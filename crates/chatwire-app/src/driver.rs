//! Driver trait for abstracting I/O operations.
//!
//! The [`Driver`] trait decouples the application runtime from specific I/O
//! implementations. Each frontend implements the trait to provide
//! platform-specific I/O, while the generic [`crate::Runtime`] handles all
//! orchestration.

use std::{future::Future, ops::Sub, time::Duration};

use crate::App;

/// Inputs a driver delivers to the runtime, one at a time.
#[derive(Debug, Clone, PartialEq, Eq)]
pub enum DriverEvent {
    /// A line of user input.
    Input(String),
    /// User input ended; the runtime quits.
    InputClosed,
    /// Text frame from the server.
    Frame(String),
    /// The server closed the connection.
    TransportClosed {
        /// Close reason.
        reason: String,
    },
    /// The connection broke.
    TransportFailed {
        /// Failure cause.
        cause: String,
    },
    /// Periodic tick for timeouts.
    Tick,
}

/// Abstracts I/O operations for the application runtime.
///
/// Implementations provide platform-specific I/O while the generic
/// [`Runtime`](crate::Runtime) handles orchestration logic. This ensures
/// the same orchestration code runs in the terminal client and simulation.
///
/// # Implementations
///
/// - **Terminal**: stdin lines, WebSocket transport, tokio interval ticks
/// - **Simulation**: in-process relay with a virtual clock and fault injection
///
/// # Associated Types
///
/// - [`Error`](Driver::Error): Platform-specific error type
/// - [`Instant`](Driver::Instant): Time representation (real or virtual)
pub trait Driver: Send {
    /// Platform-specific error type.
    type Error: std::error::Error + Send + 'static;

    /// Time instant type. Enables virtual time in simulation.
    type Instant: Copy + Ord + Send + Sync + Sub<Output = Duration>;

    /// Wait for the next event.
    ///
    /// # Errors
    ///
    /// Returns an error if input can no longer be read. The runtime stops.
    fn next_event(&mut self) -> impl Future<Output = Result<DriverEvent, Self::Error>> + Send;

    /// Establish a connection to the server.
    ///
    /// # Errors
    ///
    /// Returns an error if the connection cannot be established. The runtime
    /// reports it and keeps running.
    fn connect(&mut self, endpoint: &str) -> impl Future<Output = Result<(), Self::Error>> + Send;

    /// Send a frame to the server.
    ///
    /// # Errors
    ///
    /// Returns an error if the connection is closed or the send fails. The
    /// frame's message is marked undelivered.
    fn send_frame(&mut self, frame: String)
    -> impl Future<Output = Result<(), Self::Error>> + Send;

    /// Close the connection and release its resources.
    fn close(&mut self);

    /// Current time instant.
    fn now(&self) -> Self::Instant;

    /// Render the application state.
    ///
    /// # Errors
    ///
    /// Returns an error if rendering fails. The runtime stops.
    fn render(&mut self, app: &App) -> Result<(), Self::Error>;
}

THE PROBLEM: Write the entries out once more, exactly, without dropping a line.

ANSWER BELOW:
filename crates/chatwire-app/src/driver.rs
//! Driver trait for abstracting I/O operations.
//!
//! The [`Driver`] trait decouples the application runtime from specific I/O
//! implementations. Each frontend implements the trait to provide
//! platform-specific I/O, while the generic [`crate::Runtime`] handles all
//! orchestration.

use std::{future::Future, ops::Sub, time::Duration};

use crate::App;

/// Inputs a driver delivers to the runtime, one at a time.
#[derive(Debug, Clone, PartialEq, Eq)]
pub enum DriverEvent {
    /// A line of user input.
    Input(String),
    /// User input ended; the runtime quits.
    InputClosed,
    /// Text frame from the server.
    Frame(String),
    /// The server closed the connection.
    TransportClosed {
        /// Close reason.
        reason: String,
    },
    /// The connection broke.
    TransportFailed {
        /// Failure cause.
        cause: String,
    },
    /// Periodic tick for timeouts.
    Tick,
}

/// Abstracts I/O operations for the application runtime.
///
/// Implementations provide platform-specific I/O while the generic
/// [`Runtime`](crate::Runtime) handles orchestration logic. This ensures
/// the same orchestration code runs in the terminal client and simulation.
///
/// # Implementations
///
/// - **Terminal**: stdin lines, WebSocket transport, tokio interval ticks
/// - **Simulation**: in-process relay with a virtual clock and fault injection
///
/// # Associated Types
///
/// - [`Error`](Driver::Error): Platform-specific error type
/// - [`Instant`](Driver::Instant): Time representation (real or virtual)
pub trait Driver: Send {
    /// Platform-specific error type.
    type Error: std::error::Error + Send + 'static;

    /// Time instant type. Enables virtual time in simulation.
    type Instant: Copy + Ord + Send + Sync + Sub<Output = Duration>;

    /// Wait for the next event.
    ///
    /// # Errors
    ///
    /// Returns an error if input can no longer be read. The runtime stops.
    fn next_event(&mut self) -> impl Future<Output = Result<DriverEvent, Self::Error>> + Send;

    /// Establish a connection to the server.
    ///
    /// # Errors
    ///
    /// Returns an error if the connection cannot be established. The runtime
    /// reports it and keeps running.
    fn connect(&mut self, endpoint: &str) -> impl Future<Output = Result<(), Self::Error>> + Send;

    /// Send a frame to the server.
    ///
    /// # Errors
    ///
    /// Returns an error if the connection is closed or the send fails. The
    /// frame's message is marked undelivered.
    fn send_frame(&mut self, frame: String)
    -> impl Future<Output = Result<(), Self::Error>> + Send;

    /// Close the connection and release its resources.
    fn close(&mut self);

    /// Current time instant.
    fn now(&self) -> Self::Instant;

    /// Render the application state.
    ///
    /// # Errors
    ///
    /// Returns an error if rendering fails. The runtime stops.
    fn render(&mut self, app: &App) -> Result<(), Self::Error>;
}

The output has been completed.